Under the headline, he added, "A nearly 50-year campaign of vilification, inspired by Fox News's Roger Ailes, has left many Americans distrustful of news outlets. Now, journalists need to speak up for their work."
This article doesn't deserve a rebuttal. It deserves a laugh track. It's like writing an article claiming there's been a 50-year campaign to unfairly vilify cigarettes as cancerous. Conservatives have exposed the so-called objective press as almost-universally liberal, and Chuck Todd knows it. Hundreds of studies and tens of thousands of anecdotes don't lie. This entire article only underlines this point (and undermines his).

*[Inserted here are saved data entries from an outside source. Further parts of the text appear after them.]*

impl RpcClient {
    pub fn new(byte_order: ByteOrder, codec: PayloadCodec) -> Self {
        let inner = Arc::new(ClientInner {
            registry: Arc::new(RwLock::new(MethodRegistry::new())),
            hooks: Arc::new(HookRegistry::new()),
            codec,
            byte_order,
            keepalive_interval_ms: Arc::new(AtomicU64::new(
                DEFAULT_KEEPALIVE_INTERVAL.as_millis() as u64,
            )),
            state: Mutex::new(ClientState {
                connection: None,
                stopped: Arc::new(AtomicBool::new(true)),
                auto_reconnect: false,
                addr: String::new(),
            }),
        });

        let weak: Weak<ClientInner> = Arc::downgrade(&inner);
        inner
            .hooks
            .add_close_hook("RpcClient.reconnect", move |_conn| {
                if let Some(inner) = weak.upgrade() {
                    inner.spawn_reconnect_if_needed();
                }
            })
            .expect("close slot is empty at construction");

        Self { inner }
    }

    /// Connect to `addr`.
    ///
    /// One attempt is made inline. If it fails and `auto_reconnect` is set,
    /// a background loop keeps retrying and `start` returns Ok; otherwise the
    /// dial error is returned. Fails with [`RpcError::AlreadyConnected`] when
    /// a previous `start` is still in effect — call [`RpcClient::close`]
    /// first.
    pub async fn start(&self, addr: &str, auto_reconnect: bool) -> Result<()> {
        let token = self.begin_start(addr, auto_reconnect)?;

        tracing::info!(%addr, "connecting");
        match TcpStream::connect(addr).await {
            Ok(stream) => {
                self.inner.attach(stream, &token);
                Ok(())
            }
            Err(e) => {
                if auto_reconnect {
                    tokio::spawn(
                        self.inner
                            .clone()
                            .reconnect_loop(token, addr.to_string()),
                    );
                    Ok(())
                } else {
                    token.store(true, Ordering::Release);
                    Err(RpcError::Io(e))
                }
            }
        }
    }

    /// Attach an externally established socket. No reconnect management.
    pub fn start_on_connection(&self, stream: TcpStream) -> Result<()> {
        let token = self.begin_start("", false)?;
        self.inner.attach(stream, &token);
        Ok(())
    }

    fn begin_start(&self, addr: &str, auto_reconnect: bool) -> Result<Arc<AtomicBool>> {
        let mut state = self.inner.state.lock().unwrap();

        if !state.stopped.load(Ordering::Acquire) {
            return Err(RpcError::AlreadyConnected);
        }
        if let Some(conn) = &state.connection {
            if !conn.is_closed() {
                return Err(RpcError::AlreadyConnected);
            }
        }

        let token = Arc::new(AtomicBool::new(false));
        state.stopped = token.clone();
        state.auto_reconnect = auto_reconnect;
        state.addr = addr.to_string();
        Ok(token)
    }

    /// Stop reconnection and close the live connection, waiting for its
    /// workers to exit. Calling it again is a no-op.
    pub async fn close(&self) {
        let conn = {
            let mut state = self.inner.state.lock().unwrap();
            state.stopped.store(true, Ordering::Release);
            state.stopped = Arc::new(AtomicBool::new(true));
            state.connection.take()
        };

        if let Some(conn) = conn {
            conn.close().await;
        }
    }

    /// The live connection, if any.
    pub fn connection(&self) -> Option<Arc<Connection>> {
        self.inner.state.lock().unwrap().connection.clone()
    }

    fn live_connection(&self) -> Result<Arc<Connection>> {
        match self.connection() {
            Some(conn) if !conn.is_closed() => Ok(conn),
            _ => Err(RpcError::NotConnected),
        }
    }

    /// Address passed to the last `start`, or the peer address of an
    /// externally attached connection.
    pub fn addr(&self) -> String {
        let state = self.inner.state.lock().unwrap();
        if !state.addr.is_empty() {
            return state.addr.clone();
        }
        state
            .connection
            .as_ref()
            .map(|conn| conn.peer_addr().to_string())
            .unwrap_or_default()
    }

    pub fn is_closed(&self) -> bool {
        self.live_connection().is_err()
    }

    pub async fn call<P, R>(&self, method: &str, params: &P) -> Result<R>
    where
        P: Serialize + ?Sized,
        R: DeserializeOwned,
    {
        self.live_connection()?.call(method, params).await
    }

    pub async fn call_timeout<P, R>(&self, method: &str, params: &P, timeout: Duration) -> Result<R>
    where
        P: Serialize + ?Sized,
        R: DeserializeOwned,
    {
        self.live_connection()?
            .call_timeout(method, params, timeout)
            .await
    }

    pub async fn call_async<P, R>(&self, method: &str, params: &P) -> Result<CallHandle<R>>
    where
        P: Serialize + ?Sized,
        R: DeserializeOwned,
    {
        self.live_connection()?.call_async(method, params).await
    }

    pub async fn notify<P>(&self, method: &str, params: &P) -> Result<()>
    where
        P: Serialize + ?Sized,
    {
        self.live_connection()?.notify(method, params).await
    }

    /// Register a function callable by the peer (the server may call back).
    pub fn register_func<F, P, R, Fut>(&self, module: &str, method: &str, handler: F) -> Result<()>
    where
        F: Fn(Arc<Connection>, P) -> Fut + Send + Sync + 'static,
        P: DeserializeOwned + Send + 'static,
        R: Serialize + Send + 'static,
        Fut: std::future::Future<Output = Result<R>> + Send + 'static,
    {
        self.inner
            .registry
            .write()
            .unwrap()
            .register_func(module, method, handler)
    }

    pub fn register_service<S: Service>(&self, service: S) -> Result<()> {
        self.inner.registry.write().unwrap().register_service(service)
    }

    /// Interval between keepalive emissions (applies to the live connection
    /// immediately).
    pub fn set_keepalive_interval(&self, interval: Duration) {
        self.inner
            .keepalive_interval_ms
            .store(interval.as_millis() as u64, Ordering::Relaxed);
    }

    pub fn add_connect_hook(
        &self,
        name: &str,
        hook: impl Fn(&Arc<Connection>) + Send + Sync + 'static,
    ) -> Result<()> {
        self.inner.hooks.add_connect_hook(name, hook)
    }

    pub fn add_close_hook(
        &self,
        name: &str,
        hook: impl Fn(&Arc<Connection>) + Send + Sync + 'static,
    ) -> Result<()> {
        self.inner.hooks.add_close_hook(name, hook)
    }

    pub fn add_after_send_hook(
        &self,
        name: &str,
        hook: impl Fn(&Arc<Connection>, &Frame) + Send + Sync + 'static,
    ) -> Result<()> {
        self.inner.hooks.add_after_send_hook(name, hook)
    }

    pub fn add_send_schedule_hook(
        &self,
        name: &str,
        hook: impl Fn(&Arc<Connection>) + Send + Sync + 'static,
    ) -> Result<()> {
        self.inner.hooks.add_send_schedule_hook(name, hook)
    }

    pub fn add_before_handle_frame_hook(
        &self,
        name: &str,
        hook: impl Fn(&Arc<Connection>, &Frame) -> Result<bool> + Send + Sync + 'static,
    ) -> Result<()> {
        self.inner.hooks.add_before_handle_frame_hook(name, hook)
    }

    pub fn add_after_invoke_hook(
        &self,
        name: &str,
        hook: impl Fn(&Arc<Connection>, &Frame, &Result<Bytes>) + Send + Sync + 'static,
    ) -> Result<()> {
        self.inner.hooks.add_after_invoke_hook(name, hook)
    }
}

#[cfg(test)]
mod tests {
    use super::*;

    #[tokio::test]
    async fn test_start_rejected_when_unreachable_without_reconnect() {
        let client = RpcClient::new(ByteOrder::Big, PayloadCodec::Json);
        // Reserved port that nothing listens on.
        let result = client.start("127.0.0.1:1", false).await;
        assert!(matches!(result, Err(RpcError::Io(_))));

        // A failed start leaves the client startable again.
        let result = client.start("127.0.0.1:1", false).await;
        assert!(matches!(result, Err(RpcError::Io(_))));
    }

    #[tokio::test]
    async fn test_call_without_connection() {
        let client = RpcClient::new(ByteOrder::Big, PayloadCodec::Json);
        let result: Result<String> = client.call("global_Hello", "x").await;
        assert!(matches!(result, Err(RpcError::NotConnected)));
    }

    #[tokio::test]
    async fn test_double_start_rejected() {
        let listener = tokio::net::TcpListener::bind("127.0.0.1:0").await.unwrap();
        let addr = listener.local_addr().unwrap().to_string();
        tokio::spawn(async move {
            // Hold accepted sockets open.
            let mut held = Vec::new();
            while let Ok((stream, _)) = listener.accept().await {
                held.push(stream);
            }
        });

        let client = RpcClient::new(ByteOrder::Big, PayloadCodec::Json);
        client.start(&addr, false).await.unwrap();

        let result = client.start(&addr, false).await;
        assert!(matches!(result, Err(RpcError::AlreadyConnected)));

        client.close().await;
        // After close the client can start again.
        client.start(&addr, false).await.unwrap();
        client.close().await;
    }

    #[tokio::test]
    async fn test_close_is_idempotent() {
        let client = RpcClient::new(ByteOrder::Big, PayloadCodec::Json);
        client.close().await;
        client.close().await;
    }
}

If you want to deny you're liberal, you might want to avoid writing an article decrying Fox News for ruining America in The Atlantic, which endorsed Hillary Clinton for president because Donald Trump is a "true national emergency, or an existential threat to the Republic."
The liberals attempt to define being properly identified as liberal-Democrat partisans as "delegitimization." It's merely classification. Would they submit to a poll of their newsrooms that tries to find the one Republican? They've pretty much avoided being polled on their political views since 1992, when they were 89 percent for Bill Clinton.
It's just as easy to lob that argument back over the wall. The liberal media have engaged in a "50-year campaign of vilification" of conservatives. They've sought to "delegitimize" every Republican presidential nominee from Barry Goldwater to Ronald Reagan to Donald Trump.
It's especially ludicrous for Chuck Todd, of all people, to complain that conservatives have somehow misled people to assume he's tight with the Democrats. In the last election cycle, WikiLeaks exposed that in 2015, he and Mrs. Todd invited Clinton staffer John Podesta (among others) to their home for "Cocktails & Dinner in honor of" Jennifer Palmieri, another Clinton staffer, and her Democrat husband, Jim Lyons. Is that fact somehow "fake news"?
In the same article in which Todd rips into Fox News and its kind of "manipulators," he strangely tries to claim that they shouldn't be "going negative." The man needs an editor to tell him to stop sounding silly.
Todd blames Fox for having "unique ethical standards." Then there's the hilarious part where he suggests NBC News is fully transparent about its mistakes: "Here's what comforts me: The record is there for all to see." He writes this after the Brian Williams debacle, in which there was next to zero transparency in evaluating his lies, and after the Harvey Weinstein debacle, in which former NBC staffers are now accusing Todd's network of putting out a passel of untruths and distortions.
Has NBC been fully transparent about Matt Lauer? Todd should really retract this whole bungling mess.
If the media wanted to be respected as impartial, there's a simple solution: Act impartial. Be respectful. Quote people accurately. Presents facts, not opinions masked as impartial truth. Report news. Speculate carefully. Never editorialize.
In other words, don't write stuff like this.
Todd might even decide to avoid the furtive wining and dining with the Podestas and the Palmieris. That's the way to build confidence. It's the opposite of what the "objective media" offers us every day.
L. Brent Bozell III is the president of the Media Research Center. Tim Graham is director of media analysis at the Media Research Center and executive editor of the blog NewsBusters.org.